1. Medalhas de trabalho
Os benefícios vinculados às medalhas (gratificação, dias de folga) são mantidos durante o período de transição, em virtude da sobrevivência dos acordos. A transferência não afeta a data de concessão da medalha.
2. Licença DOM-TOM
Os benefícios do DOM-TOM são mantidos durante o período de transição, seja em relação ao CCNTU (direito de adiamento e tempo de viagem) ou em virtude da sobrevivência dos acordos (compensação de despesas de viagem).
3. O CET
Os dias CET serão transferidos para o comprador sob o contrato previsto pela IDFM. Os termos atuais do CET permanecem enquanto não forem questionados por um novo acordo (exceto para disposições específicas da RATP, como o gateway PEE/PERCO).
4. SFT
A vantagem do SFT não é mantida em relação à sobrevivência dos textos (disposições legais), mas o SFT mensal está incluído na garantia de remuneração.
5. Alocação de rollovers e troca
A alocação dos rollovers e os termos atuais da troca de serviços são mantidos durante o período de transição em virtude da sobrevivência dos acordos.
6. O sistema CSOM pode ser renovado por operadores privados?
O esquema de Licença Médica Especial (CSOM) oferece suporte para situações em que o estado de saúde do empregado não permite que ele ou ela realize sua atividade continuamente, sem recorrer a uma paralisação no trabalho ou a esquemas tradicionais de seguro de saúde.
Inicialmente gerenciado pelo Fundo de Coordenação do Seguro Social da RATP (CCAS), por meio de seus consultores médicos, esse esquema agora é gerenciado pelo Serviço Autônomo de Prevenção em Saúde Ocupacional (SPSTA) do Grupo RATP. As solicitações iniciais, bem como as renovações do CSOM, são analisadas por uma comissão médica composta por dois médicos ocupacionistas da SPSTA.
Após consulta aos serviços de saúde ocupacional dos diversos operadores de aquisição, parece que esse mecanismo específico não pode ser reproduzido no âmbito do direito privado.

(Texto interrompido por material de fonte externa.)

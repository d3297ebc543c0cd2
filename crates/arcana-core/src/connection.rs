//! Persistent backend connection
//!
//! Maintains the single long-lived WebSocket connection to the Arcana
//! backend. The connection task owns the socket; the
//! [`ArcanaClient`](crate::client::ArcanaClient) handle talks to it
//! through a command channel and observes it through `watch` channels.
//! Dropped connections are
//! retried automatically with a fixed delay up to a bounded number of
//! attempts; a manual reconnect bypasses the backoff and resets the
//! counter.

use std::sync::{Arc, Mutex, PoisonError};

use futures_util::{SinkExt, StreamExt};
use serde::Serialize;
use serde_json::Value;
use tokio::net::TcpStream;
use tokio::sync::{mpsc, watch};
use tokio_tungstenite::tungstenite::Message;
use tokio_tungstenite::{connect_async, MaybeTlsStream, WebSocketStream};
use tracing::{debug, info, warn};

use crate::client::ClientConfig;
use crate::error::{RequestError, DEFAULT_SYNC_ERROR};
use crate::listener::ListenerRegistry;
use crate::pending::PendingRequests;
use crate::protocol::{epoch_millis, ClientMessage, ResponseStatus, ServerMessage, WorkspaceSelection};
use crate::session::SyncSession;

/// Connection lifecycle state, published through a `watch` channel
#[derive(Debug, Clone, Copy, PartialEq, Eq, Serialize)]
#[serde(rename_all = "lowercase")]
pub enum ConnectionState {
    /// Attempting to open the socket
    Connecting,
    /// Socket open, frames flowing
    Connected,
    /// No live socket
    Disconnected,
}

/// Commands sent from the client handle to the connection task
#[derive(Debug)]
pub(crate) enum Command {
    /// Transmit a text frame on the current connection
    Send(String),
    /// Connect if disconnected; no-op while a connection is live.
    /// Does not touch the reconnect-attempt counter.
    Connect,
    /// Drop the current connection, reset the attempt counter, and
    /// connect again immediately
    Reconnect,
    /// Close the connection and stop the task
    Shutdown,
}

/// State shared between the connection task and the client handle
pub(crate) struct Shared {
    pub registry: ListenerRegistry,
    pub pending: PendingRequests,
    pub session: SyncSession,
    last_message: Mutex<Option<Value>>,
}

impl Shared {
    pub fn new(session: SyncSession) -> Self {
        Self {
            registry: ListenerRegistry::new(),
            pending: PendingRequests::new(),
            session,
            last_message: Mutex::new(None),
        }
    }

    pub fn last_message(&self) -> Option<Value> {
        self.last_message
            .lock()
            .unwrap_or_else(PoisonError::into_inner)
            .clone()
    }

    /// Handle one inbound text frame: parse, route to registered
    /// listeners, then run built-in handling for known protocol
    /// messages.
    ///
    /// Unparseable frames and frames without a `type` tag are logged
    /// and dropped without affecting the connection.
    pub fn handle_frame(&self, text: &str) {
        let value: Value = match serde_json::from_str(text) {
            Ok(v) => v,
            Err(e) => {
                warn!("Dropping unparseable frame: {}", e);
                return;
            }
        };
        let Some(message_type) = value.get("type").and_then(Value::as_str).map(str::to_string)
        else {
            debug!("Dropping frame without a type tag");
            return;
        };

        *self
            .last_message
            .lock()
            .unwrap_or_else(PoisonError::into_inner) = Some(value.clone());

        self.registry.dispatch(&message_type, &value);

        // Built-in handling for protocol messages the client manages
        // itself runs after listener dispatch, so subscribers observe a
        // frame before the request it settles resolves.
        if let Ok(msg) = ServerMessage::decode(&value) {
            self.handle_server_message(msg);
        }
    }

    fn handle_server_message(&self, msg: ServerMessage) {
        match msg {
            ServerMessage::Pong {
                client_timestamp, ..
            } => {
                debug!(
                    "Pong received, round trip {}ms",
                    epoch_millis() - client_timestamp
                );
            }
            ServerMessage::WorkspaceSelectGithubResponse {
                message_id,
                status,
                progress,
                message,
                workspace_id,
            } => match status {
                ResponseStatus::Cloning => {
                    // Progress only counts while the request is still
                    // pending; late updates must not disturb the session.
                    if self.pending.contains(message_id) {
                        self.session.apply_progress(progress, message.as_deref());
                    }
                }
                ResponseStatus::Success => {
                    let result = match workspace_id {
                        Some(workspace_id) => Ok(WorkspaceSelection { workspace_id }),
                        None => Err(RequestError::Server(
                            "Sync response is missing a workspace id".to_string(),
                        )),
                    };
                    let failed = result.is_err();
                    if self.pending.settle(message_id, result) {
                        if failed {
                            self.session.fail("Sync response is missing a workspace id");
                        } else {
                            self.session.complete(message.as_deref());
                        }
                    }
                }
                ResponseStatus::Error => {
                    let reason = message.unwrap_or_else(|| DEFAULT_SYNC_ERROR.to_string());
                    if self
                        .pending
                        .settle(message_id, Err(RequestError::Server(reason.clone())))
                    {
                        self.session.fail(&reason);
                    }
                }
            },
        }
    }
}

/// Why the connected loop returned
enum Exit {
    /// Socket closed or errored; subject to the auto-reconnect policy
    Closed,
    /// Manual reconnect requested; reconnect immediately without backoff
    Reconnect,
    /// Task should stop
    Shutdown,
}

/// Main connection loop with bounded reconnection
pub(crate) async fn run(
    config: ClientConfig,
    client_id: String,
    shared: Arc<Shared>,
    state_tx: watch::Sender<ConnectionState>,
    mut command_rx: mpsc::UnboundedReceiver<Command>,
) {
    let mut attempts: u32 = 0;

    'outer: loop {
        let _ = state_tx.send(ConnectionState::Connecting);
        debug!("Connecting to {}", config.url);

        match connect_async(&config.url).await {
            Ok((ws_stream, _response)) => {
                attempts = 0;
                let _ = state_tx.send(ConnectionState::Connected);
                info!("Connected to {}", config.url);

                let exit = run_connected(ws_stream, &shared, &mut command_rx, &client_id).await;

                let _ = state_tx.send(ConnectionState::Disconnected);
                // A sync in progress is meaningless without a live
                // channel; in-flight requests can never settle either.
                shared.session.reset();
                shared.pending.reject_all(RequestError::ConnectionClosed);

                match exit {
                    Exit::Shutdown => break,
                    Exit::Reconnect => continue,
                    Exit::Closed => {}
                }
            }
            Err(e) => {
                warn!("Connection to {} failed: {}", config.url, e);
                let _ = state_tx.send(ConnectionState::Disconnected);
            }
        }

        if attempts >= config.max_reconnect_attempts {
            debug!(
                "Reconnect ceiling ({}) reached, waiting for an explicit reconnect",
                config.max_reconnect_attempts
            );
            loop {
                match command_rx.recv().await {
                    Some(Command::Reconnect) => {
                        attempts = 0;
                        continue 'outer;
                    }
                    Some(Command::Connect) => continue 'outer,
                    Some(Command::Send(_)) => {
                        warn!("Dropping outbound frame: not connected");
                    }
                    Some(Command::Shutdown) | None => break 'outer,
                }
            }
        }

        attempts += 1;
        debug!(
            "Scheduling reconnect attempt {}/{} in {:?}",
            attempts, config.max_reconnect_attempts, config.reconnect_delay
        );

        let delay = tokio::time::sleep(config.reconnect_delay);
        tokio::pin!(delay);
        loop {
            tokio::select! {
                _ = &mut delay => break,
                cmd = command_rx.recv() => match cmd {
                    Some(Command::Reconnect) => {
                        attempts = 0;
                        break;
                    }
                    Some(Command::Connect) => break,
                    Some(Command::Send(_)) => {
                        warn!("Dropping outbound frame: not connected");
                    }
                    Some(Command::Shutdown) | None => break 'outer,
                }
            }
        }
    }

    let _ = state_tx.send(ConnectionState::Disconnected);
    debug!("Connection task stopped");
}

/// Drive one live connection until it closes or the task is told to stop
async fn run_connected(
    ws_stream: WebSocketStream<MaybeTlsStream<TcpStream>>,
    shared: &Shared,
    command_rx: &mut mpsc::UnboundedReceiver<Command>,
    client_id: &str,
) -> Exit {
    let (mut write, mut read) = ws_stream.split();

    // Immediate liveness probe so the first heartbeat doesn't wait
    let probe = ClientMessage::ping(client_id).encode();
    if let Err(e) = write.send(Message::Text(probe)).await {
        warn!("Failed to send liveness probe: {}", e);
        return Exit::Closed;
    }

    loop {
        tokio::select! {
            cmd = command_rx.recv() => match cmd {
                Some(Command::Send(text)) => {
                    if let Err(e) = write.send(Message::Text(text)).await {
                        warn!("WebSocket send failed: {}", e);
                        return Exit::Closed;
                    }
                }
                Some(Command::Connect) => {
                    // Already connected
                }
                Some(Command::Reconnect) => {
                    write.close().await.ok();
                    return Exit::Reconnect;
                }
                Some(Command::Shutdown) | None => {
                    write.close().await.ok();
                    return Exit::Shutdown;
                }
            },
            msg = read.next() => match msg {
                Some(Ok(Message::Text(text))) => shared.handle_frame(&text),
                Some(Ok(Message::Close(_))) | None => {
                    debug!("Server closed the connection");
                    return Exit::Closed;
                }
                Some(Err(e)) => {
                    warn!("WebSocket error: {}", e);
                    return Exit::Closed;
                }
                // Binary frames are not part of the protocol;
                // ping/pong control frames are answered by tungstenite.
                Some(Ok(_)) => {}
            }
        }
    }
}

De fato, as missões da medicina ocupacional dos designados não permitem a prescrição desse tipo de licença.
No entanto, para garantir a continuidade dos direitos dos funcionários envolvidos e não interromper dispositivos médicos já validados, os CSOMs concedidos antes da transferência pela comissão médica da RATP serão mantidos integralmente até seu término.
Nesse contexto, a RATP transmitirá a cada cessionário o saldo dos direitos CSOM dos empregados envolvidos, a fim de permitir a continuação efetiva do esquema após a transferência, em conformidade com as disposições contratuais aplicáveis.
Os operadores concordaram em manter esses direitos em andamento até o vencimento inicialmente previsto. Por outro lado, após a transferência dos funcionários, nenhuma renovação do CSOM pode ser concedida e nenhum novo direito pode ser aberto.
7. O esquema PEE/PERCO da RATP pode ser renovado por operadores privados?
A RATP possui um Plano de Poupança Empresarial (PEE) e um Plano Coletivo de Poupança para Aposentadoria (PERCO), que são gerenciados pela Amundi. Como parte da manutenção temporária dos textos existentes na RATP por um período máximo de 15 meses, de acordo com as disposições da Lei de Orientação à Mobilidade (LOM), o beneficiário deverá garantir a continuidade desses arranjos para os funcionários transferidos, cobrindo os custos de manutenção das contas do PEE e PERCO dos funcionários transferidos.
Além disso, o cessionário comprometeu-se a negociar a implementação de um acordo de participação nos lucros com as novas organizações representativas.